To start, she had to identify the basic movement patterns of riders in the saddle. From this, she was able to develop an assessment that tested the strength of muscle groups required during riding, and the range of motion of certain muscle groups that she predicted to be tight. From the assessment, she was able to develop exercises for specific muscle groups that needed to be targeted, and work them in a way that they are used in the saddle.

"It was interesting to find that several of the movements are coupled, such as hip abduction and extension with hip external rotation, and hip adduction with hip internal rotation," Rowland said. "With all of the leg and hip motions that are used to cue the horse, the core needs to be engaged to maintain balance and stability on the horse. The less outside movement - weight shifting - we produce in the saddle the easier the horse can maintain balance and perform the movements the rider asks."

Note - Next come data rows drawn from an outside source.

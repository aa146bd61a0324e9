//! Serializable view of a session for presentation layers.

use crate::OperationStatus;
use pitchcraft_core::{Narrative, SocialMediaPosts};
use serde::Serialize;

/// Everything a presentation layer needs to render the session.
#[derive(Debug, Clone, Default, PartialEq, Eq, Serialize)]
pub struct SessionSnapshot {
    /// Current description text, as typed
    pub description: String,
    /// Generated narrative
    pub narrative: Option<Narrative>,
    /// Narrative loading flag and error
    pub narrative_status: OperationStatus,
    /// Collage as a `data:` URL
    pub image_url: Option<String>,
    /// Image loading flag and error
    pub image_status: OperationStatus,
    /// Locally addressable video location
    pub video_url: Option<String>,
    /// Video loading flag and error
    pub video_status: OperationStatus,
    /// Generated posts
    pub social_posts: Option<SocialMediaPosts>,
    /// Social posts loading flag and error
    pub social_posts_status: OperationStatus,
    /// Social posts modal is visible
    pub social_posts_open: bool,
    /// Image preview is visible
    pub image_preview_open: bool,
    /// The provider rejected the key; the next video call prompts for a new one
    pub key_needs_reselection: bool,
}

Her basic exercises focus on "teaching" the transverse abdominus to contract and keep the spine in neutral alignment. From there, she adds the specific movement patterns, then ramps up the exercise with the use of a Bosu, stability ball, Thera-Bands or free weights as the clients progress.

For example, one of the exercises that couples several motions involves clients rolling out into a plank over a stability ball (under the hips), holding a free weight between their feet and performing a hamstring curl. This exercise requires the hip adductors and external rotators to hold the weight between the feet, hamstrings to conduct the curl, the abdominal brace to keep from arching the back, and shoulder stabilizers to keep from bending the elbows and maintaining a plank.

"This correlates when a rider needs to move his or her leg back and apply pressure into the horse to ask him or her to bend around the rider's leg," Rowland said.

The results speak for themselves. "We have a full class, and it is proceeding wonderfully," said Sarah Meinertzhagen, one of the professional instructors Rowland has worked with at Physical Therapy Works in Suffolk. "Danielle has done a wonderful job implementing the new program," which Meinertzhagen described as integrating principles of physical therapy, sports performance and Pilates.